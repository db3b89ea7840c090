//! Sanitization policy for extracted HTML.
//!
//! Today the only policy trims surrounding whitespace. Content stripping
//! (inline event handlers, external script sources) plugs in as another
//! [`Sanitizer`] without touching the pipeline.

/// A sanitization policy.
pub trait Sanitizer: Send + Sync {
    /// Return the cleaned document.
    fn sanitize(&self, html: &str) -> String;

    /// Policy name, for logs.
    fn name(&self) -> &'static str;
}

/// Trims leading and trailing whitespace, nothing else.
#[derive(Debug, Clone, Copy, Default)]
pub struct TrimSanitizer;

impl Sanitizer for TrimSanitizer {
    fn sanitize(&self, html: &str) -> String {
        html.trim().to_string()
    }

    fn name(&self) -> &'static str {
        "trim"
    }
}

#[cfg(test)]
mod tests {
    use super::*;

    #[test]
    fn test_trim() {
        assert_eq!(TrimSanitizer.sanitize("\n  <html></html>\t\n"), "<html></html>");
    }

    #[test]
    fn test_idempotent() {
        let once = TrimSanitizer.sanitize("  <p>x</p>  ");
        let twice = TrimSanitizer.sanitize(&once);
        assert_eq!(once, twice);
    }

    #[test]
    fn test_keeps_scripts() {
        let html = "<script>alert(1)</script>";
        assert_eq!(TrimSanitizer.sanitize(html), html);
    }
}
•••
Task details → Copy the entire listing exactly. Do not skip a line.

Answer to the exercise →
repository db3b89ea7840c090
//! Sanitization policy for extracted HTML.
//!
//! Today the only policy trims surrounding whitespace. Content stripping
//! (inline event handlers, external script sources) plugs in as another
//! [`Sanitizer`] without touching the pipeline.

/// A sanitization policy.
pub trait Sanitizer: Send + Sync {
    /// Return the cleaned document.
    fn sanitize(&self, html: &str) -> String;

    /// Policy name, for logs.
    fn name(&self) -> &'static str;
}

/// Trims leading and trailing whitespace, nothing else.
#[derive(Debug, Clone, Copy, Default)]
pub struct TrimSanitizer;

impl Sanitizer for TrimSanitizer {
    fn sanitize(&self, html: &str) -> String {
        html.trim().to_string()
    }

    fn name(&self) -> &'static str {
        "trim"
    }
}

#[cfg(test)]
mod tests {
    use super::*;

    #[test]
    fn test_trim() {
        assert_eq!(TrimSanitizer.sanitize("\n  <html></html>\t\n"), "<html></html>");
    }

    #[test]
    fn test_idempotent() {
        let once = TrimSanitizer.sanitize("  <p>x</p>  ");
        let twice = TrimSanitizer.sanitize(&once);
        assert_eq!(once, twice);
    }

    #[test]
    fn test_keeps_scripts() {
        let html = "<script>alert(1)</script>";
        assert_eq!(TrimSanitizer.sanitize(html), html);
    }
}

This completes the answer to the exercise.